BESM (БЭСМ) is the name of a series of Soviet mainframe computers built in 1950–60s. The name is an acronym for "Bolshaya Elektronno-Schetnaya Mashina" ("Большая Электронно-Счётная Машина"), literally "Large Electronic Computing Machine". The series began as a successor to MESM ("Malaya Elektronno-Schetnaya Mashina", "Small Electronic Computing Machine"). MESM was built between 1948 and 1951 and was one of the first electronic computers produced in continental Europe.

Models
The BESM series included six models.

BESM-1
BESM-1, originally referred to as simply the BESM or BESM AN ("BESM Akademii Nauk", BESM of the Academy of Sciences), was completed in 1952. Only one BESM-1 machine was built. The machine used approximately 5,000 vacuum tubes. At the time of completion, it was the fastest computer in Europe. The floating-point numbers were represented as 39-bit words: 32 bits for the mantissa, one bit for sign, and 1 + 5 bits for the exponent. It was capable of representing numbers in the range 10−9 – 1010. BESM-1 had 1024 words of read–write memory using ferrite cores, and 1024 words of read-only memory based on semiconducting diodes.

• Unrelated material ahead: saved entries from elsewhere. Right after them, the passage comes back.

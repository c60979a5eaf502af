// SPDX-License-Identifier: MIT
//! Loading map files into a [`MapFile`] document

use std::fs::File;
use std::io::BufReader;

use tracing::{debug, info, warn};

use crate::byte_io::substring;
use crate::document::MapFile;
use crate::error::{MapFileError, Result};
use crate::format::{MapFileHeader, MapObjectType};
use crate::object::MapObject;

/// Which payload types a read decodes
#[derive(Debug, Clone, Copy, PartialEq, Eq, Default)]
pub enum ReadMode {
    #[default]
    All,
    PositionsOnly,
    ImagesOnly,
}

impl ReadMode {
    /// Whether payloads of `object_type` are decoded in this mode
    #[inline]
    pub fn reads(&self, object_type: MapObjectType) -> bool {
        match (self, object_type) {
            (_, MapObjectType::Unknown(_)) => false,
            (ReadMode::All, _) => true,
            (ReadMode::PositionsOnly, ty) => ty == MapObjectType::MapPoints,
            (ReadMode::ImagesOnly, ty) => ty == MapObjectType::MapImage,
        }
    }
}

impl MapFile {
    /// Open `path` and read all of its content
    pub fn open(path: impl Into<std::path::PathBuf>) -> Result<Self> {
        let mut map_file = Self::new(path);
        map_file.read_content()?;
        Ok(map_file)
    }

    /// Decode an in-memory map file into an unbound document
    pub fn from_bytes(data: &[u8]) -> Result<Self> {
        let mut map_file = Self::unbound();
        map_file.read_from_bytes(data, ReadMode::All)?;
        Ok(map_file)
    }

    pub fn read_content(&mut self) -> Result<()> {
        self.read(ReadMode::All)
    }

    pub fn read_positions_only(&mut self) -> Result<()> {
        self.read(ReadMode::PositionsOnly)
    }

    pub fn read_images_only(&mut self) -> Result<()> {
        self.read(ReadMode::ImagesOnly)
    }

    /// Read the bound file, decoding the payload types enabled by `mode`
    ///
    /// Decoded objects are added to the document (with merge-on-add), so
    /// complementary selective reads accumulate into the full content.
    /// Only a read in [`ReadMode::All`] marks the content as fully read.
    pub fn read(&mut self, mode: ReadMode) -> Result<()> {
        let path = self.bound_path()?.to_path_buf();
        debug!(path = %path.display(), ?mode, "Reading map file");
        let data = std::fs::read(&path)?;
        self.read_from_bytes(&data, mode)?;
        info!(
            path = %path.display(),
            objects = self.len(),
            fully_read = self.fully_read_content,
            "Map file loaded"
        );
        Ok(())
    }

    /// Decode `data` as a map file and add its objects to this document
    pub fn read_from_bytes(&mut self, data: &[u8], mode: ReadMode) -> Result<()> {
        let header = MapFileHeader::parse(data)?;
        debug!("Content Headers: {}", header.object_count());

        if header.content_end() > data.len() as u64 {
            return Err(MapFileError::malformed(format!(
                "map file is {} bytes but its index needs {}",
                data.len(),
                header.content_end()
            )));
        }
        if header.content_end() < data.len() as u64 {
            warn!(
                expected = header.content_end(),
                actual = data.len(),
                "Trailing bytes after the last payload"
            );
        }

        let entries = header.headers().to_vec();
        self.header = Some(header);

        for entry in entries {
            let start = entry
                .content_start_index
                .ok_or_else(|| MapFileError::malformed("index entry without start offset"))?;
            let start = usize::try_from(start)
                .map_err(|_| MapFileError::malformed("payload offset exceeds address space"))?;
            debug!("Header: {} {}", start, entry.content_size);

            // Every entry is sliced, so truncation fails in every mode
            let payload = substring(data, start, entry.content_size as usize)?;

            if let MapObjectType::Unknown(tag) = entry.object_type {
                warn!(tag, size = entry.content_size, "Skipping object of unknown type");
                continue;
            }
            if !mode.reads(entry.object_type) {
                continue;
            }
            if let Some(object) = MapObject::decode(entry.object_type, payload)? {
                self.add_object(object);
            }
        }

        self.fully_read_content = mode == ReadMode::All;
        Ok(())
    }

    /// Read and cache only the header and object index of the bound file
    pub fn read_header(&mut self) -> Result<&MapFileHeader> {
        let path = self.bound_path()?;
        let mut reader = BufReader::new(File::open(path)?);
        let header = MapFileHeader::read_from(&mut reader)?;
        Ok(self.header.insert(header))
    }

    /// Whether the bound file holds any image, judged from its index alone
    pub fn has_images(&mut self) -> Result<bool> {
        let header = self.read_header()?;
        debug!("Content Headers: {}", header.object_count());
        Ok(header.has_images())
    }
}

It also had external storage: four magnetic tape units of 30,000 words each, and fast magnetic drum storage with a capacity of 5120 words and an access rate of 800 words/second. The computer was capable of performing 8–10 KFlops. The energy consumption was approximately 30 kW, not accounting for the cooling systems.

BESM-2
BESM-2 also used vacuum tubes.

BESM-3M and BESM-4
BESM-3M and BESM-4 were built using transistors. Their architecture was similar to that of the M-20 and M-220 series. The word size was 45 bits. Thirty BESM-4 machines were built. BESM-4 was used to create the first ever computer animation. The prototypes of both models were made in 1962–63, and the beginning of the series release was in 1964.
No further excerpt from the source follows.